Airlines have been executing omnichannel long before the omnichannel buzz word existed.  Fulfillment of an airline's product (getting a person from point A to point B) is arguably the most complex, high touch consumer experiences for relatively frequent purchases.  After a ticket is purchased, a traveler could have 10 or more customer service interactions before the final destination is reached on issues like

• Seat assignments
• Special requests (e.g., meals, wheelchair)
• Changing travel plans
• Flight delays and cancellations
• Flight check in
• Boarding plane
• In flight experience
• Lost baggage and other baggage claims.

It gets even more complicated when considering the number of channels which must be in synch with one another, including:

• Distributors (i.e., travel agencies like American Express and Expedia)
• Website
• Mobile app
• Call center
• Email and text for proactive communications
• Airport kiosks
• Airport customer service reps
• Flight attendants.

Each of these channels perform some combination of selling air travel, selling ancillary products and handling a myriad of customer service issues.

Further, a customer often interacts with multiple channels for a specific need.  For example, if a flight is delayed, the traveler may visit the website, check the mobile app, contact the call center, receive an email, look at the airport kiosk and speak with a gate agent all for the same issue.

Putting aside everyone's travel horror stories (and we all have them), airlines do a lot of things right in this challenging environment.

### Airline Lessons for Retailer Omnichannel

There are many lessons a retailer can learn from airlines about omnichannel.  We'll share our four biggest insights.

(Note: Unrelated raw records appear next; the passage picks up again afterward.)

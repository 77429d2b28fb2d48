// SPDX-License-Identifier: GPL-3.0-or-later
// src/main.rs
//
// Command line driver: replay a selection drag over an image and save the crop.

use std::path::PathBuf;

use anyhow::{Context, Result};
use clap::Parser;
use serde::Serialize;

use cropframe::constant::DEFAULT_SURFACE;
use cropframe::{CropRegion, Cropper, CropperConfig, DisplayLayout, PointerEvent, SurfaceSize};

#[derive(Parser, Debug)]
#[command(version, about = "Crop an image with a fixed aspect ratio selection")]
struct Args {
    /// Image to crop.
    input: PathBuf,

    /// Where to write the cropped image; the format follows the extension.
    output: PathBuf,

    /// Display surface the image is fitted into, as WIDTHxHEIGHT.
    #[arg(long, value_parser = parse_surface)]
    surface: Option<SurfaceSize>,

    /// Aspect ratio as W:H (overrides the config file).
    #[arg(long)]
    aspect_ratio: Option<String>,

    /// Minimum selection width in source pixels (overrides the config file).
    #[arg(long)]
    minimum_width: Option<f32>,

    /// JSON config file.
    #[arg(long)]
    config: Option<PathBuf>,

    /// Drag from X1,Y1 to X2,Y2, in display coordinates of the fitted image.
    #[arg(long, value_parser = parse_select, allow_hyphen_values = true)]
    select: [f32; 4],

    /// Print layout and crop region as JSON on stdout.
    #[arg(long)]
    print_region: bool,
}

#[derive(Serialize)]
#[serde(rename_all = "camelCase")]
struct Report {
    layout: DisplayLayout,
    region: CropRegion,
}

fn parse_surface(value: &str) -> Result<SurfaceSize, String> {
    let (w, h) = value
        .split_once(['x', 'X'])
        .ok_or_else(|| format!("expected WIDTHxHEIGHT, got '{value}'"))?;
    let width: f32 = w.trim().parse().map_err(|e| format!("width: {e}"))?;
    let height: f32 = h.trim().parse().map_err(|e| format!("height: {e}"))?;
    Ok(SurfaceSize::new(width, height))
}

fn parse_select(value: &str) -> Result<[f32; 4], String> {
    let parts = value
        .split(',')
        .map(|part| part.trim().parse::<f32>().map_err(|e| format!("'{part}': {e}")))
        .collect::<Result<Vec<_>, _>>()?;
    parts
        .try_into()
        .map_err(|_| format!("expected X1,Y1,X2,Y2, got '{value}'"))
}

fn main() -> Result<()> {
    env_logger::init();
    let args = Args::parse();

    let mut config = match &args.config {
        Some(path) => CropperConfig::load(path)
            .with_context(|| format!("Failed to load config {}", path.display()))?,
        None => CropperConfig::default(),
    };
    if let Some(ratio) = args.aspect_ratio {
        config.aspect_ratio = ratio;
    }
    if let Some(width) = args.minimum_width {
        config.minimum_width = width;
    }
    // The input argument wins over a configured image.
    config.image = None;

    let (default_w, default_h) = DEFAULT_SURFACE;
    let surface = args
        .surface
        .unwrap_or(SurfaceSize::new(default_w, default_h));

    let mut cropper = Cropper::new(surface, config).context("Invalid cropper configuration")?;
    let layout = cropper
        .open_image(&args.input)
        .with_context(|| format!("Failed to open {}", args.input.display()))?;

    let [x1, y1, x2, y2] = args.select;
    cropper.handle_event(PointerEvent::down(x1, y1));
    cropper.handle_event(PointerEvent::moved(x2, y2));
    cropper.handle_event(PointerEvent::up(x2, y2));

    let region = cropper
        .crop_region()
        .context("Selection does not cover any pixel of the image")?;

    if args.print_region {
        let report = Report { layout, region };
        println!("{}", serde_json::to_string_pretty(&report)?);
    }

    let cropped = cropper.cropped_image()?;
    cropped
        .save(&args.output)
        .with_context(|| format!("Failed to write {}", args.output.display()))?;

    log::info!(
        "Cropped {}x{} at ({}, {}) into {}",
        region.width,
        region.height,
        region.x,
        region.y,
        args.output.display()
    );

    cropper.destroy();
    Ok(())
}
// SPDX-License-Identifier: GPL-3.0-or-later
// src/config.rs
//
// Cropper configuration with JSON file support.

use std::fs;
use std::path::{Path, PathBuf};

use serde::{Deserialize, Serialize};

use crate::constant::{
    DEFAULT_ASPECT_RATIO, DEFAULT_HANDLE_OFFSET, DEFAULT_HANDLE_WIDTH, DEFAULT_MINIMUM_WIDTH,
};
use crate::domain::geometry::{AspectRatio, parse_aspect_ratio};
use crate::error::{CropError, Result};

/// Options accepted by [`crate::Cropper::new`].
#[derive(Debug, Clone, PartialEq, Serialize, Deserialize)]
#[serde(default, rename_all = "camelCase")]
pub struct CropperConfig {
    /// Locked ratio as `W:H`.
    pub aspect_ratio: String,
    /// Side length of each resize handle hit-box, display pixels.
    pub handle_width: f32,
    /// Hit-box shift along the diagonal; `-handle_width / 2` centres it on the corner.
    pub handle_offset: f32,
    /// Smallest selection width, in source image pixels.
    pub minimum_width: f32,
    /// Image to load on construction.
    #[serde(skip_serializing_if = "Option::is_none")]
    pub image: Option<PathBuf>,
}

impl Default for CropperConfig {
    fn default() -> Self {
        Self {
            aspect_ratio: DEFAULT_ASPECT_RATIO.to_string(),
            handle_width: DEFAULT_HANDLE_WIDTH,
            handle_offset: DEFAULT_HANDLE_OFFSET,
            minimum_width: DEFAULT_MINIMUM_WIDTH,
            image: None,
        }
    }
}

impl CropperConfig {
    /// Parse from a JSON object; missing keys take their defaults.
    pub fn from_json(json: &str) -> Result<Self> {
        Ok(serde_json::from_str(json)?)
    }

    /// Read a JSON config file.
    pub fn load(path: &Path) -> Result<Self> {
        let contents = fs::read_to_string(path)?;
        let config = Self::from_json(&contents)?;
        log::debug!("Loaded cropper config from {}", path.display());
        Ok(config)
    }

    /// Check option ranges and return the parsed aspect ratio.
    pub fn validate(&self) -> Result<AspectRatio> {
        let ratio = parse_aspect_ratio(&self.aspect_ratio)?;

        if !(self.handle_width.is_finite() && self.handle_width > 0.0) {
            return Err(CropError::invalid_config(
                "handleWidth",
                format!("must be a positive number, got {}", self.handle_width),
            ));
        }
        if !self.handle_offset.is_finite() {
            return Err(CropError::invalid_config(
                "handleOffset",
                format!("must be finite, got {}", self.handle_offset),
            ));
        }
        if !(self.minimum_width.is_finite() && self.minimum_width > 0.0) {
            return Err(CropError::invalid_config(
                "minimumWidth",
                format!("must be a positive number, got {}", self.minimum_width),
            ));
        }

        Ok(ratio)
    }
}
// SPDX-License-Identifier: GPL-3.0-or-later
// src/app/input.rs
//
// Normalized input consumed by the interaction controller.

use crate::domain::geometry::Point;

#[derive(Debug, Clone, Copy, PartialEq, Eq)]
pub enum PointerKind {
    Down,
    Move,
    Up,
}

/// Pointer event in surface-local display coordinates.
///
/// Clamping drags that leave the surface is the host's job.
#[derive(Debug, Clone, Copy, PartialEq)]
pub struct PointerEvent {
    pub kind: PointerKind,
    pub x: f32,
    pub y: f32,
}

impl PointerEvent {
    pub fn down(x: f32, y: f32) -> Self {
        Self {
            kind: PointerKind::Down,
            x,
            y,
        }
    }

    pub fn moved(x: f32, y: f32) -> Self {
        Self {
            kind: PointerKind::Move,
            x,
            y,
        }
    }

    pub fn up(x: f32, y: f32) -> Self {
        Self {
            kind: PointerKind::Up,
            x,
            y,
        }
    }

    pub fn position(&self) -> Point {
        Point::new(self.x, self.y)
    }
}

#[derive(Debug, Clone, Copy, PartialEq, Eq)]
pub enum KeyKind {
    Down,
    Up,
}

#[derive(Debug, Clone, Copy, PartialEq, Eq)]
pub enum KeyCode {
    ArrowLeft,
    ArrowUp,
    ArrowRight,
    ArrowDown,
    Escape,
    Other,
}

impl KeyCode {
    /// Map a DOM style key code (37..40 arrows, 27 escape).
    pub fn from_dom(code: u32) -> Self {
        match code {
            27 => Self::Escape,
            37 => Self::ArrowLeft,
            38 => Self::ArrowUp,
            39 => Self::ArrowRight,
            40 => Self::ArrowDown,
            _ => Self::Other,
        }
    }

    /// Unit direction for arrow keys.
    pub fn arrow_direction(self) -> Option<(f32, f32)> {
        match self {
            Self::ArrowLeft => Some((-1.0, 0.0)),
            Self::ArrowUp => Some((0.0, -1.0)),
            Self::ArrowRight => Some((1.0, 0.0)),
            Self::ArrowDown => Some((0.0, 1.0)),
            Self::Escape | Self::Other => None,
        }
    }
}

#[derive(Debug, Clone, Copy, PartialEq, Eq)]
pub struct KeyEvent {
    pub kind: KeyKind,
    pub code: KeyCode,
}

impl KeyEvent {
    pub fn down(code: KeyCode) -> Self {
        Self {
            kind: KeyKind::Down,
            code,
        }
    }

    pub fn up(code: KeyCode) -> Self {
        Self {
            kind: KeyKind::Up,
            code,
        }
    }
}

#[derive(Debug, Clone, Copy, PartialEq)]
pub enum InputEvent {
    Pointer(PointerEvent),
    Key(KeyEvent),
    /// Host lost focus mid-gesture.
    Blur,
}

impl From<PointerEvent> for InputEvent {
    fn from(event: PointerEvent) -> Self {
        Self::Pointer(event)
    }
}

impl From<KeyEvent> for InputEvent {
    fn from(event: KeyEvent) -> Self {
        Self::Key(event)
    }
}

##### 1. Effective use of unique identifiers

Like other retail sectors, airlines have a unique transaction ID for purchased tickets called a passenger name record or PNR.  The PNR ensures linkage of customer service interactions across the channels and through the travel experience. In addition, loyalty frequent flier numbers connect transactions over time to customers.  The loyalty ID has been used effectively for personalization and customer life cycle management.  Leveraging these identifiers, especially loyalty IDs, can be an effective enabler to deliver omnichannel for retailers.  For example, loyalty IDs can be used to link customer research of products in digital channels with a purchase transaction in a brick & mortar store.

##### 2. "Intelligent" middleware investments to speed cross channel deployment

Most companies have legacy technology systems that are difficult to enhance.   Airlines are no different and some have learned the hard way of not investing in "intelligent" middleware that can act as channel "brains".  Without channel "brains", new cross-channel features become a different project in each channel.  This drives significant costs and elongates timelines.  Since investment dollars are constrained, often functionality is implemented in one channel but not another.  This leads to missed revenue opportunities and poor customer experiences.  Instead with "intelligent" middleware, new functionality can be launched much more like a single deployment, enabled all at once.

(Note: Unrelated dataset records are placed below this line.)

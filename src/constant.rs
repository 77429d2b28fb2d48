// SPDX-License-Identifier: GPL-3.0-or-later
// src/constant.rs
//
// Constants that should not be changed by the user.

/// Aspect ratio used when none is configured.
pub const DEFAULT_ASPECT_RATIO: &str = "1:1";

/// Default side length of a resize handle hit-box, in display pixels.
pub const DEFAULT_HANDLE_WIDTH: f32 = 16.0;

/// Default handle offset (0 = hit-box just inside the selection corner).
pub const DEFAULT_HANDLE_OFFSET: f32 = 0.0;

/// Default minimum selection width, in source image pixels.
pub const DEFAULT_MINIMUM_WIDTH: f32 = 50.0;

/// Distance an arrow key moves the selection, in display pixels.
pub const NUDGE_STEP: f32 = 5.0;

/// Tolerance for float comparisons on geometry.
pub const GEOMETRY_EPSILON: f32 = 0.0001;

/// Surface size used by the command line driver when none is given.
pub const DEFAULT_SURFACE: (f32, f32) = (800.0, 600.0);
// SPDX-License-Identifier: GPL-3.0-or-later
// src/lib.rs
//
// Fixed aspect ratio crop selection over a displayed image.

pub mod app;
pub mod config;
pub mod constant;
pub mod domain;
pub mod error;

pub use app::view::crop::{
    Corner, CursorHint, DragMode, InteractionController, InteractionState, ResizeHandleSet,
    SelectionRegion,
};
pub use app::{
    CropEvent, Cropper, EventFilter, EventKind, InputEvent, KeyCode, KeyEvent, PointerEvent,
    SubscriptionId,
};
pub use config::CropperConfig;
pub use domain::document::operations::{CropRegion, DisplayLayout};
pub use domain::geometry::{AspectRatio, Point, Rectangle, Region, SurfaceSize};
pub use error::{CropError, Result};
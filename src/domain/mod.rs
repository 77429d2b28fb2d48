// SPDX-License-Identifier: GPL-3.0-or-later
// src/domain/mod.rs
//
// Domain layer: pure geometry and image-space operations, no input handling.

pub mod document;
pub mod geometry;
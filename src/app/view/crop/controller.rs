// SPDX-License-Identifier: GPL-3.0-or-later
// src/app/view/crop/controller.rs
//
// Gesture state machine turning pointer and key input into selection edits.

use std::mem;

use crate::app::input::{InputEvent, KeyCode, KeyEvent, KeyKind, PointerEvent, PointerKind};
use crate::app::message::CropEvent;
use crate::constant::NUDGE_STEP;
use crate::domain::geometry::{AspectRatio, Point};

use super::handle::{Corner, CursorHint};
use super::selection::{SelectionRegion, SelectionSnapshot};

/// What an in-progress drag does with pointer movement.
#[derive(Debug, Clone, Copy, PartialEq, Eq)]
pub enum DragMode {
    /// Drawing a new selection from the press point.
    Creating,
    /// Dragging the whole selection.
    Moving,
    /// Dragging one corner; the opposite corner stays put.
    ResizingFromHandle(Corner),
}

#[derive(Debug, Clone, Copy, PartialEq, Eq, Default)]
pub enum InteractionState {
    #[default]
    Idle,
    Dragging(DragMode),
}

impl InteractionState {
    pub fn is_idle(&self) -> bool {
        matches!(self, Self::Idle)
    }

    pub fn is_dragging(&self) -> bool {
        matches!(self, Self::Dragging(_))
    }
}

/// Connection between the controller and the host's input stream.
///
/// Once disposed, every input event is dropped.
#[derive(Debug, Default)]
pub struct InputBinding {
    disposed: bool,
    /// Number of drags that were discarded by a new pointer-down.
    replaced_drags: u32,
}

impl InputBinding {
    pub fn is_disposed(&self) -> bool {
        self.disposed
    }

    pub fn dispose(&mut self) {
        self.disposed = true;
    }

    pub fn replaced_drags(&self) -> u32 {
        self.replaced_drags
    }
}

/// Drives a [`SelectionRegion`] from input events.
#[derive(Debug)]
pub struct InteractionController {
    region: SelectionRegion,
    state: InteractionState,
    binding: InputBinding,
    cursor: CursorHint,
    /// Handle grabbed by the current drag; anchors are swapped on its first move.
    pending_anchor: Option<Corner>,
    /// Geometry at the last commit; a gesture that ends on the same geometry
    /// publishes nothing.
    last_committed: Option<SelectionSnapshot>,
}

impl InteractionController {
    pub fn new(region: SelectionRegion) -> Self {
        Self {
            region,
            state: InteractionState::Idle,
            binding: InputBinding::default(),
            cursor: CursorHint::default(),
            pending_anchor: None,
            last_committed: None,
        }
    }

    pub fn region(&self) -> &SelectionRegion {
        &self.region
    }

    pub fn region_mut(&mut self) -> &mut SelectionRegion {
        &mut self.region
    }

    pub fn state(&self) -> InteractionState {
        self.state
    }

    pub fn cursor(&self) -> CursorHint {
        self.cursor
    }

    pub fn is_disposed(&self) -> bool {
        self.binding.is_disposed()
    }

    pub fn binding(&self) -> &InputBinding {
        &self.binding
    }

    // =========================================================================
    // Input dispatch
    // =========================================================================

    pub fn handle_event(&mut self, event: InputEvent) {
        if self.binding.is_disposed() {
            log::warn!("Input ignored after dispose: {event:?}");
            return;
        }

        match event {
            InputEvent::Pointer(pointer) => self.on_pointer(pointer),
            InputEvent::Key(key) => self.on_key(key),
            InputEvent::Blur => {
                if self.state.is_dragging() {
                    log::debug!("Focus lost during drag, ending gesture");
                }
                self.finish_gesture();
            }
        }
    }

    fn on_pointer(&mut self, event: PointerEvent) {
        let point = event.position();
        match event.kind {
            PointerKind::Down => self.on_pointer_down(point),
            PointerKind::Move => self.on_pointer_move(point),
            PointerKind::Up => {
                self.finish_gesture();
                self.update_cursor(point);
            }
        }
    }

    fn on_pointer_down(&mut self, point: Point) {
        let previous = mem::replace(&mut self.state, InteractionState::Idle);
        if let InteractionState::Dragging(mode) = previous {
            self.binding.replaced_drags += 1;
            log::debug!("Discarding unfinished {mode:?} drag");
        }
        self.pending_anchor = None;

        let handle = if self.region.is_active() {
            self.region.handles().find_handle_at_coord(point)
        } else {
            None
        };

        let mode = if let Some(corner) = handle {
            self.pending_anchor = Some(corner);
            DragMode::ResizingFromHandle(corner)
        } else if self.region.is_coord_within_bounds(point) {
            DragMode::Moving
        } else {
            self.region.set_fixed_coord(point);
            DragMode::Creating
        };

        log::debug!("Drag started: {mode:?} at ({:.1}, {:.1})", point.x, point.y);
        self.state = InteractionState::Dragging(mode);
    }

    fn on_pointer_move(&mut self, point: Point) {
        match self.state {
            InteractionState::Dragging(DragMode::Creating) => self.region.set_loose_coord(point),
            InteractionState::Dragging(DragMode::ResizingFromHandle(_)) => {
                match self.pending_anchor.take() {
                    Some(corner) => self.anchor_opposite_corner(corner, point),
                    None => self.region.set_loose_coord(point),
                }
            }
            InteractionState::Dragging(DragMode::Moving) => self.move_to(point),
            InteractionState::Idle => self.update_cursor(point),
        }
    }

    fn on_key(&mut self, event: KeyEvent) {
        match event.kind {
            KeyKind::Down => self.on_key_down(event.code),
            KeyKind::Up => self.finish_gesture(),
        }
    }

    fn on_key_down(&mut self, code: KeyCode) {
        if !self.region.is_active() {
            return;
        }

        if code == KeyCode::Escape {
            self.clear_selection();
        } else if let Some((dx, dy)) = code.arrow_direction() {
            self.region.nudge(dx * NUDGE_STEP, dy * NUDGE_STEP);
        }
    }

    // =========================================================================
    // Gestures
    // =========================================================================

    /// Pin the corner opposite to `corner` and drag the loose anchor to `point`.
    fn anchor_opposite_corner(&mut self, corner: Corner, point: Point) {
        let (Some(fixed), Some(loose)) = (self.region.fixed_coord(), self.region.loose_coord())
        else {
            return;
        };

        let new_fixed = match corner {
            Corner::NorthWest => loose,
            Corner::NorthEast => Point::new(fixed.x, loose.y),
            Corner::SouthWest => Point::new(loose.x, fixed.y),
            Corner::SouthEast => fixed,
        };
        self.region.create(new_fixed, point);
    }

    /// Center the selection on `point`, never past the top/left edge.
    fn move_to(&mut self, point: Point) {
        let (width, height) = (self.region.width(), self.region.height());
        let fixed = Point::new(
            (point.x - width / 2.0).max(0.0),
            (point.y - height / 2.0).max(0.0),
        );
        self.region.create(fixed, fixed.offset(width, height));
    }

    /// End the current gesture and commit the selection if it changed.
    fn finish_gesture(&mut self) {
        self.state = InteractionState::Idle;

        let Some(snapshot) = self.region.snapshot() else {
            return;
        };
        if self.last_committed == Some(snapshot) {
            return;
        }
        self.commit();
    }

    fn commit(&mut self) {
        if self.region.is_dirty() {
            self.region.ensure_minimum_size();
            self.region.normalise();
            self.region.mark_committed();
        }

        self.region.emit_dimensions();
        self.region.draw_handles();
        self.last_committed = self.region.snapshot();

        if let Some(d) = self.region.dimensions() {
            log::debug!(
                "Selection committed: {:.1}x{:.1} at ({:.1}, {:.1})",
                d.width,
                d.height,
                d.left,
                d.top
            );
        }
    }

    fn update_cursor(&mut self, point: Point) {
        let cursor = if let Some(corner) = self.region.handles().find_handle_at_coord(point) {
            corner.cursor()
        } else if self.region.is_coord_within_bounds(point) {
            CursorHint::Move
        } else {
            CursorHint::Crosshair
        };

        self.set_cursor(cursor);
    }

    fn set_cursor(&mut self, cursor: CursorHint) {
        if cursor != self.cursor {
            self.cursor = cursor;
            self.region.publish(CropEvent::CursorChanged(cursor));
        }
    }

    // =========================================================================
    // Programmatic control
    // =========================================================================

    /// Apply a new ratio and redraw an active selection under it.
    pub fn set_aspect_ratio(&mut self, ratio: AspectRatio) {
        self.region.set_aspect_ratio(ratio);

        if let Some(loose) = self.region.loose_coord() {
            self.region.set_loose_coord(loose);
            self.commit();
        }
    }

    pub fn clear_selection(&mut self) {
        self.state = InteractionState::Idle;
        self.pending_anchor = None;
        self.last_committed = None;
        if self.region.is_active() {
            self.region.clear();
        }
        self.set_cursor(CursorHint::Crosshair);
    }

    /// Stop listening for input. Cannot be undone.
    pub fn dispose(&mut self) {
        if self.binding.is_disposed() {
            return;
        }
        self.state = InteractionState::Idle;
        self.pending_anchor = None;
        self.binding.dispose();
        log::debug!(
            "Input binding disposed ({} drag(s) replaced during its lifetime)",
            self.binding.replaced_drags
        );
    }
}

##### 3. Leveraging events for insights to trigger action

In several contexts, airlines have leveraged the occurrence of an event to take action in real time.  Events are essentially customer digital footprints that can be captured at every touch point and is usually initiated by a customer action; examples include,

• Customer visits website
• Customer uses mobile app
• Customer visits store
• Customer purchases product
• Customer logs a complaint
• Retailer geo-locates customer.

By applying predictive analytics and correlation techniques on events, intelligence can be extracted in real time that can be used for instantaneous decision making and subsequent actions.  For example, airlines might take several immediate actions if a flight delay causes a missed connecting flight - rebook the traveler on next available flight, ensure the bags of traveler are transferred accordingly, offer a food and hotel compensation voucher to the traveler.

##### 4. Data management and data virtualization

Data management and access are critical to the execution of omnichannel.  Airlines have many legacy systems with each acting as a source of truth for different elements of essential data fields.  It is a natural tendency to undergo a large scale enterprise data management project to bring all of these sources of information together into one system (e.g., CRM or MDM ).  However, going down this path will significantly delay omnichannel delivery.  Instead, airlines that have enabled virtualized data stores fed from the different systems have improved time to market for critical omnichannel functionality like real time decisions and offer optimization.

Omnichannel is relatively new for retail and the sector is still trying define the opportunity.  But retail has the opportunity to learn from the lessons of airlines, an industry that has been executing omnichannel for decades.

Tell us what you think?  We'd like to hear.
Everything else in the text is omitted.